BROWNSVILLE, Texas | In another world, perhaps the Mexican-Americans of this city and other communities in the Rio Grande Valley would, well, be. . . back home. In this case, home as in neighboring Mexico. It just seems like they would.

Modern life and borders aside, perhaps they would be if the change was minimal. It is.

Mexican-Americans often disdain their ancestral country in ways that other ethnics in America do not. One rarely hears an Italian-American damning new Italian immigrants or anyone back in the home country. The Irish don't do it, either. Nope on the Germans and Asians, too.

Mexican-Americans have no problem separating themselves from Mexico.

Should they?

The beauty of the Texas-Mexico border is that it affords residents of both sides of the Rio Grande a golden opportunity to share a culture. Share as in food and celebrations. And, yes, much more. You've heard it said: The lowliest Mexican-American feels he's luckier than any wealthy Mexican. Just because he lives on the northern side of the fabled river.

But what a missed opportunity, we say. There's that beautiful word again - opportunity.

An afternoon in any of the cities and towns on the Mexican side of the Rio Grande yields entry into another world altogether, one allowing for quick inclusion of the Spanish-speaking Mexican-American. Yet, there is an unmistakable disdain on the part of the new Americans. Why?

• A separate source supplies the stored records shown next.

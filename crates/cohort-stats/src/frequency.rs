//! Occurrence counting for categorical values

use indexmap::IndexMap;

/// Counts occurrences of each distinct value, most frequent first.
///
/// Ties are resolved by first appearance in the input, so the result is
/// deterministic for a fixed input order. Every input item contributes
/// exactly one count; the sum of the returned counts equals the input
/// length.
///
/// # Examples
///
/// ```
/// use cohort_stats::frequency::count_values;
///
/// let counts = count_values([
///     "Teamwork".to_owned(),
///     "Focus".to_owned(),
///     "Teamwork".to_owned(),
/// ]);
/// assert_eq!(counts, vec![("Teamwork".to_owned(), 2), ("Focus".to_owned(), 1)]);
/// ```
#[must_use]
pub fn count_values<I>(values: I) -> Vec<(String, u64)>
where
    I: IntoIterator<Item = String>,
{
    let mut counts: IndexMap<String, u64> = IndexMap::new();
    for value in values {
        *counts.entry(value).or_insert(0) += 1;
    }

    let mut pairs: Vec<(String, u64)> = counts.into_iter().collect();
    // Stable sort keeps first-appearance order within equal counts.
    pairs.sort_by(|a, b| b.1.cmp(&a.1));
    pairs
}

#[cfg(test)]
mod tests {
    use super::*;

    fn owned(values: &[&str]) -> Vec<String> {
        values.iter().map(|v| (*v).to_owned()).collect()
    }

    #[test]
    fn empty_input_yields_empty_counts() {
        assert!(count_values([]).is_empty());
    }

    #[test]
    fn counts_are_descending() {
        let counts = count_values(owned(&["a", "b", "b", "c", "b", "c"]));
        assert_eq!(
            counts,
            vec![
                ("b".to_owned(), 3),
                ("c".to_owned(), 2),
                ("a".to_owned(), 1)
            ]
        );
    }

    #[test]
    fn ties_keep_first_appearance_order() {
        let counts = count_values(owned(&["z", "a", "z", "a"]));
        assert_eq!(counts[0].0, "z");
        assert_eq!(counts[1].0, "a");
    }

    #[test]
    fn total_count_equals_input_length() {
        let input = owned(&["x", "y", "x", "z", "x", "y"]);
        let total: u64 = count_values(input.clone()).iter().map(|(_, c)| c).sum();
        assert_eq!(total, input.len() as u64);
    }
}
mod command;
mod render;

fn main() -> anyhow::Result<()> {
    command::run()
}
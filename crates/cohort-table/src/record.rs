//! The record set: ordered rows over a shared column set
//!
//! A [`RecordSet`] is the single owned resource of an analysis session.
//! Everything derived from it (encoded columns, aggregates, correlation
//! matrices) is a plain return value with no independent lifecycle: derived
//! values are recomputed per call and never mutated in place.

use serde::{Deserialize, Serialize};

use crate::value::CellValue;

/// An ordered sequence of rows sharing one column set.
///
/// Column order is insertion order from the source file header. Every row has
/// exactly one cell per column; the loader enforces this at ingestion time.
#[derive(Debug, Clone, PartialEq, Deserialize, Serialize)]
pub struct RecordSet {
    columns: Vec<String>,
    rows: Vec<Vec<CellValue>>,
}

impl RecordSet {
    /// Creates a record set from a column list and row-major cells.
    ///
    /// # Panics
    ///
    /// Panics if any row's width differs from the column count.
    #[must_use]
    pub fn new(columns: Vec<String>, rows: Vec<Vec<CellValue>>) -> Self {
        assert!(
            rows.iter().all(|row| row.len() == columns.len()),
            "every row must have one cell per column"
        );
        Self { columns, rows }
    }

    /// Number of rows.
    #[must_use]
    pub fn len(&self) -> usize {
        self.rows.len()
    }

    /// Returns `true` if the record set has no rows.
    #[must_use]
    pub fn is_empty(&self) -> bool {
        self.rows.is_empty()
    }

    /// Column names in header order.
    #[must_use]
    pub fn columns(&self) -> &[String] {
        &self.columns
    }

    /// Rows in source order.
    #[must_use]
    pub fn rows(&self) -> &[Vec<CellValue>] {
        &self.rows
    }

    /// Position of a column by name, or `None` if absent.
    #[must_use]
    pub fn column_index(&self, name: &str) -> Option<usize> {
        self.columns.iter().position(|c| c == name)
    }

    /// Iterator over one column's cells in row order, or `None` if the
    /// column does not exist.
    pub fn column(&self, name: &str) -> Option<impl Iterator<Item = &CellValue>> {
        let idx = self.column_index(name)?;
        Some(self.rows.iter().map(move |row| &row[idx]))
    }

    /// Row subset whose cells in `column` have the given canonical text.
    ///
    /// This is the chapter-filter primitive: the returned record set shares
    /// the column layout but owns copies of only the matching rows. Returns
    /// `None` if the column does not exist.
    ///
    /// # Examples
    ///
    /// ```
    /// use cohort_table::{CellValue, RecordSet};
    ///
    /// let records = RecordSet::new(
    ///     vec!["Test Chapter".into(), "Test Score".into()],
    ///     vec![
    ///         vec![CellValue::Text("Ch1".into()), CellValue::Number(80.0)],
    ///         vec![CellValue::Text("Ch2".into()), CellValue::Number(60.0)],
    ///     ],
    /// );
    /// let ch1 = records.filter_eq("Test Chapter", "Ch1").unwrap();
    /// assert_eq!(ch1.len(), 1);
    /// ```
    #[must_use]
    pub fn filter_eq(&self, column: &str, value: &str) -> Option<Self> {
        let idx = self.column_index(column)?;
        let rows = self
            .rows
            .iter()
            .filter(|row| row[idx].canonical_text() == value)
            .cloned()
            .collect();
        Some(Self {
            columns: self.columns.clone(),
            rows,
        })
    }

    /// Distinct canonical-text values of a column in first-appearance order.
    ///
    /// This drives selector widgets in a host UI (e.g. a chapter dropdown),
    /// so the order matches the order values first occur in the file rather
    /// than sorted order. Returns `None` if the column does not exist.
    #[must_use]
    pub fn distinct_text(&self, column: &str) -> Option<Vec<String>> {
        let idx = self.column_index(column)?;
        let mut seen = Vec::new();
        for row in &self.rows {
            let text = row[idx].canonical_text();
            if !seen.iter().any(|s| *s == text) {
                seen.push(text.into_owned());
            }
        }
        Some(seen)
    }
}

#[cfg(test)]
mod tests {
    use super::*;

    fn sample() -> RecordSet {
        RecordSet::new(
            vec!["Test Chapter".into(), "Test Score".into()],
            vec![
                vec![CellValue::Text("Ch2".into()), CellValue::Number(70.0)],
                vec![CellValue::Text("Ch1".into()), CellValue::Number(80.0)],
                vec![CellValue::Text("Ch2".into()), CellValue::Missing],
            ],
        )
    }

    #[test]
    fn column_lookup_preserves_header_order() {
        let records = sample();
        assert_eq!(records.column_index("Test Chapter"), Some(0));
        assert_eq!(records.column_index("Test Score"), Some(1));
        assert_eq!(records.column_index("Nope"), None);
    }

    #[test]
    fn filter_eq_keeps_only_matching_rows() {
        let records = sample();
        let ch2 = records.filter_eq("Test Chapter", "Ch2").unwrap();
        assert_eq!(ch2.len(), 2);
        assert_eq!(ch2.columns(), records.columns());
    }

    #[test]
    fn filter_eq_unknown_column_is_none() {
        assert!(sample().filter_eq("Nope", "x").is_none());
    }

    #[test]
    fn distinct_text_is_first_appearance_order() {
        let records = sample();
        let chapters = records.distinct_text("Test Chapter").unwrap();
        assert_eq!(chapters, vec!["Ch2".to_string(), "Ch1".to_string()]);
    }

    #[test]
    fn column_iterates_in_row_order() {
        let records = sample();
        let scores: Vec<Option<f64>> = records
            .column("Test Score")
            .unwrap()
            .map(CellValue::as_number)
            .collect();
        assert_eq!(scores, vec![Some(70.0), Some(80.0), None]);
    }

    #[test]
    #[should_panic(expected = "every row must have one cell per column")]
    fn ragged_rows_are_rejected() {
        let _ = RecordSet::new(
            vec!["A".into(), "B".into()],
            vec![vec![CellValue::Missing]],
        );
    }
}
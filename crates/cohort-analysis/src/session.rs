//! Application session state
//!
//! The record set is the single owned mutable resource of the whole system.
//! [`Session`] holds it together with the column schema and exposes the
//! analysis operations against whatever dataset is currently loaded. A new
//! upload replaces the record set wholesale on success and leaves it
//! untouched on failure, so a host never observes a partially-ingested
//! dataset.

use cohort_stats::correlation::CorrelationMatrix;
use cohort_table::{LoadError, RecordSet, TableSchema, loader};

use crate::{
    aggregate,
    error::AnalysisError,
    summary::{self, PerformanceSummary, SkillsSummary},
};

/// Owned application state: the active schema and the loaded record set.
///
/// # Examples
///
/// ```
/// use cohort_analysis::session::Session;
///
/// let mut session = Session::default();
/// assert!(session.chapters().is_err()); // nothing loaded yet
///
/// let csv = "\
/// Test Chapter,Test Score,Strength,Opportunity,Challenge
/// Ch1,80,Teamwork,Focus,Time
/// ";
/// session.load_csv(csv.as_bytes()).unwrap();
/// assert_eq!(session.chapters().unwrap(), vec!["Ch1".to_string()]);
/// ```
#[derive(Debug, Clone, Default)]
pub struct Session {
    schema: TableSchema,
    records: Option<RecordSet>,
}

impl Session {
    /// Creates a session with a custom column schema.
    #[must_use]
    pub fn new(schema: TableSchema) -> Self {
        Self {
            schema,
            records: None,
        }
    }

    /// The active column schema.
    #[must_use]
    pub fn schema(&self) -> &TableSchema {
        &self.schema
    }

    /// The currently-loaded record set, if any.
    #[must_use]
    pub fn records(&self) -> Option<&RecordSet> {
        self.records.as_ref()
    }

    /// Loads a new dataset, replacing the current one only on success.
    ///
    /// On error the previously loaded record set (if any) stays active, so a
    /// failed upload never degrades an existing view.
    ///
    /// # Errors
    ///
    /// Propagates [`LoadError`] from the loader.
    pub fn load_csv(&mut self, bytes: &[u8]) -> Result<&RecordSet, LoadError> {
        let records = loader::load_csv(bytes, &self.schema)?;
        Ok(self.records.insert(records))
    }

    /// Distinct chapters in first-appearance order.
    ///
    /// # Errors
    ///
    /// [`AnalysisError::NoData`] before the first successful load.
    pub fn chapters(&self) -> Result<Vec<String>, AnalysisError> {
        aggregate::distinct_groups(self.loaded()?, &self.schema.group_column)
    }

    /// The performance view, optionally restricted to one chapter.
    ///
    /// # Errors
    ///
    /// [`AnalysisError::NoData`] before the first successful load.
    pub fn performance(&self, chapter: Option<&str>) -> Result<PerformanceSummary, AnalysisError> {
        summary::performance_summary(self.loaded()?, &self.schema, chapter)
    }

    /// The skills view, optionally restricted to one chapter.
    ///
    /// # Errors
    ///
    /// [`AnalysisError::NoData`] before the first successful load.
    pub fn skills(&self, chapter: Option<&str>) -> Result<SkillsSummary, AnalysisError> {
        summary::skills_summary(self.loaded()?, &self.schema, chapter)
    }

    /// The correlation view for one chapter.
    ///
    /// # Errors
    ///
    /// [`AnalysisError::NoData`] before the first successful load.
    pub fn correlation(&self, chapter: &str) -> Result<CorrelationMatrix, AnalysisError> {
        summary::correlation_summary(self.loaded()?, &self.schema, chapter)
    }

    /// The single score-vs-encoded-column coefficient for one chapter.
    ///
    /// # Errors
    ///
    /// [`AnalysisError::NoData`] before the first successful load.
    pub fn pair_correlation(
        &self,
        chapter: &str,
        categorical_column: &str,
    ) -> Result<f64, AnalysisError> {
        summary::pair_correlation(self.loaded()?, &self.schema, chapter, categorical_column)
    }

    fn loaded(&self) -> Result<&RecordSet, AnalysisError> {
        self.records.as_ref().ok_or(AnalysisError::NoData)
    }
}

On the U.S. side of the border, life is largely a life defined by the Anglo culture. In all aspects of life. There are more opportunities, that is true. But the price of assimilation is your brain. Like, forever. In the Valley, you can be Mexican but only to a certain point. Societal requirements sooner or later force you into the Anglo world. Walk across the bridge into Mexico and you lose all of that in one split second. You're there as a Mexican-American, but all they see is a Mexican. In a good way, by the way.

Given a choice, or given no border, Rio Grande Valley Mexicans would likely rather melt into their ancestral culture than hang with the so-called Texas Cowboy Way. What an option! I wonder if any Spaniard who moves across Spain's northern border into France loses his or her ethnic identity as fast as South Texas Mexican-Americans lose (give up) theirs here. I sincerely doubt it.

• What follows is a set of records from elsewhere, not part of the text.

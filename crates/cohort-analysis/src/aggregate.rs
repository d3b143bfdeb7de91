//! Group-wise aggregation over a record set
//!
//! Two reductions cover the tabular views: per-group means of a numeric
//! column, and frequency counts unioned across categorical columns. Both
//! are total functions over their inputs: an empty record set yields an
//! empty result, and a group with no usable numbers yields a `NaN` mean
//! rather than disappearing.

use std::collections::BTreeMap;

use cohort_stats::frequency;
use cohort_table::RecordSet;

use crate::error::AnalysisError;

/// Distinct values of a grouping column in first-appearance order.
///
/// This is what a chapter selector is populated from.
///
/// # Errors
///
/// [`AnalysisError::UnknownColumn`] if the column does not exist.
pub fn distinct_groups(records: &RecordSet, group_column: &str) -> Result<Vec<String>, AnalysisError> {
    records
        .distinct_text(group_column)
        .ok_or_else(|| AnalysisError::unknown_column(group_column))
}

/// Arithmetic mean of `numeric_column` per distinct value of `group_column`.
///
/// Missing numeric cells are skipped inside each group's mean. A group whose
/// every value is missing still appears in the result, with a `NaN` mean:
/// the group existing is a fact about the data even when its statistic is
/// undefined. Keys are sorted; the output contains exactly the distinct
/// group values present in the input, no more and no fewer.
///
/// # Errors
///
/// [`AnalysisError::UnknownColumn`] if either column does not exist.
///
/// # Examples
///
/// ```
/// use cohort_analysis::aggregate::mean_by_group;
/// use cohort_table::{CellValue, RecordSet};
///
/// let records = RecordSet::new(
///     vec!["Test Chapter".into(), "Test Score".into()],
///     vec![
///         vec![CellValue::Text("Ch1".into()), CellValue::Number(80.0)],
///         vec![CellValue::Text("Ch1".into()), CellValue::Missing],
///     ],
/// );
/// let means = mean_by_group(&records, "Test Score", "Test Chapter").unwrap();
/// assert_eq!(means["Ch1"], 80.0);
/// ```
#[expect(clippy::cast_precision_loss)]
pub fn mean_by_group(
    records: &RecordSet,
    numeric_column: &str,
    group_column: &str,
) -> Result<BTreeMap<String, f64>, AnalysisError> {
    let group_idx = records
        .column_index(group_column)
        .ok_or_else(|| AnalysisError::unknown_column(group_column))?;
    let numeric_idx = records
        .column_index(numeric_column)
        .ok_or_else(|| AnalysisError::unknown_column(numeric_column))?;

    let mut sums: BTreeMap<String, (f64, u64)> = BTreeMap::new();
    for row in records.rows() {
        let key = row[group_idx].canonical_text().into_owned();
        let entry = sums.entry(key).or_insert((0.0, 0));
        if let Some(value) = row[numeric_idx].as_number() {
            entry.0 += value;
            entry.1 += 1;
        }
    }

    Ok(sums
        .into_iter()
        .map(|(key, (sum, count))| {
            let mean = if count == 0 {
                f64::NAN
            } else {
                sum / count as f64
            };
            (key, mean)
        })
        .collect())
}

/// Frequency counts unioned across the given columns.
///
/// A value appearing in two different columns is one key; every cell of
/// every listed column is counted exactly once, so the total of the returned
/// counts equals `rows × columns`. Counts come back most frequent first,
/// first-appearance stable on ties.
///
/// # Errors
///
/// [`AnalysisError::UnknownColumn`] if any listed column does not exist.
pub fn frequency(
    records: &RecordSet,
    columns: &[String],
) -> Result<Vec<(String, u64)>, AnalysisError> {
    let mut values = Vec::with_capacity(records.len() * columns.len());
    for column in columns {
        let cells = records
            .column(column)
            .ok_or_else(|| AnalysisError::unknown_column(column))?;
        values.extend(cells.map(|cell| cell.canonical_text().into_owned()));
    }
    Ok(frequency::count_values(values))
}

#[cfg(test)]
mod tests {
    use cohort_table::CellValue;

    use super::*;

    fn text(s: &str) -> CellValue {
        CellValue::Text(s.to_owned())
    }

    fn sample() -> RecordSet {
        RecordSet::new(
            vec![
                "Test Chapter".into(),
                "Test Score".into(),
                "Strength".into(),
                "Opportunity".into(),
            ],
            vec![
                vec![text("Ch1"), CellValue::Number(80.0), text("Teamwork"), text("Focus")],
                vec![text("Ch1"), CellValue::Number(60.0), text("Focus"), text("Planning")],
                vec![text("Ch2"), CellValue::Missing, text("Teamwork"), text("Focus")],
            ],
        )
    }

    #[test]
    fn mean_keys_are_exactly_the_distinct_groups() {
        let means = mean_by_group(&sample(), "Test Score", "Test Chapter").unwrap();
        let keys: Vec<_> = means.keys().cloned().collect();
        assert_eq!(keys, vec!["Ch1".to_string(), "Ch2".to_string()]);
    }

    #[test]
    fn mean_skips_missing_values() {
        let means = mean_by_group(&sample(), "Test Score", "Test Chapter").unwrap();
        assert_eq!(means["Ch1"], 70.0);
    }

    #[test]
    fn all_missing_group_yields_nan_not_a_dropped_group() {
        let means = mean_by_group(&sample(), "Test Score", "Test Chapter").unwrap();
        assert!(means["Ch2"].is_nan());
    }

    #[test]
    fn empty_record_set_yields_empty_mean_map() {
        let empty = RecordSet::new(vec!["G".into(), "N".into()], vec![]);
        assert!(mean_by_group(&empty, "N", "G").unwrap().is_empty());
    }

    #[test]
    fn unknown_columns_are_errors() {
        let records = sample();
        assert!(mean_by_group(&records, "Nope", "Test Chapter").is_err());
        assert!(mean_by_group(&records, "Test Score", "Nope").is_err());
        assert!(frequency(&records, &["Nope".to_owned()]).is_err());
    }

    #[test]
    fn frequency_unions_values_across_columns() {
        let counts = frequency(
            &sample(),
            &["Strength".to_owned(), "Opportunity".to_owned()],
        )
        .unwrap();
        // "Focus" appears in both columns and counts as one key.
        let focus = counts.iter().find(|(v, _)| v == "Focus").unwrap();
        assert_eq!(focus.1, 3);
    }

    #[test]
    fn frequency_counts_every_cell_exactly_once() {
        let records = sample();
        let columns = ["Strength".to_owned(), "Opportunity".to_owned()];
        let counts = frequency(&records, &columns).unwrap();
        let total: u64 = counts.iter().map(|(_, c)| c).sum();
        assert_eq!(total, (records.len() * columns.len()) as u64);
    }

    #[test]
    fn frequency_of_empty_records_is_empty() {
        let empty = RecordSet::new(vec!["Strength".into()], vec![]);
        assert!(frequency(&empty, &["Strength".to_owned()]).unwrap().is_empty());
    }

    #[test]
    fn distinct_groups_come_in_file_order() {
        let groups = distinct_groups(&sample(), "Test Chapter").unwrap();
        assert_eq!(groups, vec!["Ch1".to_string(), "Ch2".to_string()]);
    }
}
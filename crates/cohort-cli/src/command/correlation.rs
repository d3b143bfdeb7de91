//! Correlation matrix command
//!
//! Renders the per-chapter Pearson matrix as a labeled grid. Undefined
//! entries (single-row chapters, zero-variance series) print as `-`.

use anyhow::Context;
use clap::Args;
use cohort_stats::correlation::CorrelationMatrix;

use crate::{command::DatasetArg, render::format_value};

#[derive(Debug, Clone, Args)]
pub(crate) struct CorrelationArg {
    #[clap(flatten)]
    pub dataset: DatasetArg,

    /// Chapter to correlate within (encoding is scoped to this subset)
    #[arg(long)]
    pub chapter: String,

    /// Also print the single coefficient between the score and this
    /// categorical column
    #[arg(long)]
    pub column: Option<String>,

    /// Emit JSON instead of a text grid
    #[arg(long)]
    pub json: bool,
}

pub(crate) fn run(arg: &CorrelationArg) -> anyhow::Result<()> {
    let session = arg.dataset.load()?;
    let matrix = session.correlation(&arg.chapter)?;

    if arg.json {
        println!("{}", serde_json::to_string_pretty(&matrix)?);
        return Ok(());
    }

    println!("Correlation matrix for '{}':", arg.chapter);
    print_matrix(&matrix);

    if let Some(column) = &arg.column {
        let r = session
            .pair_correlation(&arg.chapter, column)
            .with_context(|| format!("cannot correlate with column '{column}'"))?;
        println!();
        println!(
            "Correlation between '{column}' and '{}' for '{}': {}",
            arg.dataset.score_column,
            arg.chapter,
            format_value(r)
        );
    }
    Ok(())
}

fn print_matrix(matrix: &CorrelationMatrix) {
    let label_width = matrix
        .labels()
        .iter()
        .map(String::len)
        .max()
        .unwrap_or(0)
        .max(8);

    print!("  {:<label_width$}", "");
    for label in matrix.labels() {
        print!(" {label:>label_width$}");
    }
    println!();

    for (row, label) in matrix.labels().iter().enumerate() {
        print!("  {label:<label_width$}");
        for col in 0..matrix.size() {
            print!(" {:>label_width$}", format_value(matrix.get(row, col)));
        }
        println!();
    }
}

Mexican-Americans are a whole other fish in the sea.

You enjoy the local use of Spanglish and the however-small distinction in Mexican food. You look and see area Mexican-Americans seem somewhat happy (it's a culture BIG on family, they'll tell you). And sure, there are the festivals, the dances, the Quinceaneras, the music, the church - most that not all that different in the way Mexicans across the river also celebrate and enjoy their lives.

The Rio Grande Valley is Mexico.

There is no doubt about that. Not if you're going to be real about it. Loyalty to your country is also front center, but down deep inside (if the Gods allowed it) you know exactly where you'd belong. A river separating two chunks of land does not erode community, and Mexicans on this side of the Rio Grande are no different than Mexicans on the other side. In fact, they are too-much alike.

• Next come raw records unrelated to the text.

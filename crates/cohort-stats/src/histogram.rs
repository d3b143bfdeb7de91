//! Equal-width histograms for score distributions

use std::ops::Range;

use serde::Serialize;

/// A histogram representation of a score distribution.
///
/// The data range `[min, max]` is divided into equal-width bins and each
/// value is counted into the bin covering it. The last bin is closed at the
/// top so the maximum value is always counted.
#[derive(Debug, Clone, Serialize)]
pub struct Histogram {
    /// The bins comprising the histogram, in ascending range order.
    pub bins: Vec<HistogramBin>,
}

/// A single bin in a histogram.
#[derive(Debug, Clone, Serialize)]
pub struct HistogramBin {
    /// The range of values covered by this bin (inclusive start, exclusive
    /// end, except the last bin which includes its end).
    pub range: Range<f64>,
    /// The number of values that fall within this bin's range.
    pub count: u64,
}

impl Histogram {
    /// Creates an equal-width histogram from unsorted values.
    ///
    /// # Arguments
    ///
    /// * `values` - The data points to bin.
    /// * `num_bins` - Number of bins. Zero bins or an empty series yields an
    ///   empty histogram.
    ///
    /// # Examples
    ///
    /// ```
    /// # use cohort_stats::histogram::Histogram;
    /// let histogram = Histogram::new([1.0, 2.0, 3.0, 4.0, 5.0], 2);
    /// assert_eq!(histogram.bins.len(), 2);
    /// assert_eq!(histogram.total_count(), 5);
    /// ```
    #[expect(clippy::cast_precision_loss, clippy::cast_possible_truncation, clippy::cast_sign_loss)]
    #[must_use]
    pub fn new<I>(values: I, num_bins: usize) -> Self
    where
        I: IntoIterator<Item = f64>,
    {
        let values = values.into_iter().collect::<Vec<_>>();
        if values.is_empty() || num_bins == 0 {
            return Self { bins: vec![] };
        }

        let min = values.iter().copied().fold(f64::INFINITY, f64::min);
        let max = values.iter().copied().fold(f64::NEG_INFINITY, f64::max);
        // Degenerate range: all values identical. Give the single point a
        // unit-wide bin so the count still renders.
        let width = if (max - min).abs() < f64::EPSILON {
            1.0
        } else {
            (max - min) / num_bins as f64
        };

        let mut bins: Vec<HistogramBin> = (0..num_bins)
            .map(|idx| HistogramBin {
                range: (min + idx as f64 * width)..(min + (idx + 1) as f64 * width),
                count: 0,
            })
            .collect();

        for &value in &values {
            let position = ((value - min) / width).floor() as usize;
            // The maximum lands exactly on the top edge; fold it into the
            // last bin.
            let idx = position.min(num_bins - 1);
            bins[idx].count += 1;
        }

        Self { bins }
    }

    /// Sum of all bin counts.
    #[must_use]
    pub fn total_count(&self) -> u64 {
        self.bins.iter().map(|bin| bin.count).sum()
    }
}
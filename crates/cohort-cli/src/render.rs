//! Text rendering helpers shared by the subcommands
//!
//! Results render as fixed-width tables and `#`-bar charts. `NaN` entries
//! (degenerate means, undefined correlations) render as `-`; they are valid
//! outputs of the analysis layer, not errors.

/// Width of the widest bar in a bar chart.
pub(crate) const BAR_WIDTH: usize = 40;

/// Formats a statistic, rendering `NaN` as `-`.
pub(crate) fn format_value(value: f64) -> String {
    if value.is_nan() {
        "-".to_owned()
    } else {
        format!("{value:.3}")
    }
}

/// A proportional `#` bar, empty for `NaN` or non-positive scale.
#[expect(
    clippy::cast_precision_loss,
    clippy::cast_possible_truncation,
    clippy::cast_sign_loss
)]
pub(crate) fn bar(value: f64, max: f64) -> String {
    if value.is_nan() || max <= 0.0 {
        return String::new();
    }
    let length = ((value / max) * BAR_WIDTH as f64).round() as usize;
    "#".repeat(length.min(BAR_WIDTH))
}

#[cfg(test)]
mod tests {
    use super::*;

    #[test]
    fn nan_renders_as_dash() {
        assert_eq!(format_value(f64::NAN), "-");
        assert_eq!(format_value(0.5), "0.500");
    }

    #[test]
    fn bars_scale_to_the_maximum() {
        assert_eq!(bar(10.0, 10.0).len(), BAR_WIDTH);
        assert_eq!(bar(5.0, 10.0).len(), BAR_WIDTH / 2);
        assert!(bar(f64::NAN, 10.0).is_empty());
        assert!(bar(1.0, 0.0).is_empty());
    }
}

Is there regret, moments when a Mexican-American might reach down deep in his or her feelings and say, "What if I had grown up and lived my life in Mexico?"

It happens. I know. I've asked myself that very question. And I've personally lived and moved across both countries, not just in the RGV here of late. Perhaps a deeper study is what's needed. Everyone takes for granted that a Mexican-American is a happy Mexican.

Is he? Is she?

I say most Mexican-Americans would live a genuine Mexican life if they could. Assimilation for any species is not easy and maybe even too much to ask a human being. Yet, that's what is asked of a Mexican in this country. As a kid, I was swatted by the principal in elementary school for speaking Spanish on campus. That went the way of the Dodo Bird, but that was my assimilation. Was it necessary? No, of course not. English is just another language, after all. And I was born here, on the U.S. side of the Rio Grande! Yes, it was more the Times we lived in than anything else. But spanked for speaking a language that was really my own? Criminal, I know.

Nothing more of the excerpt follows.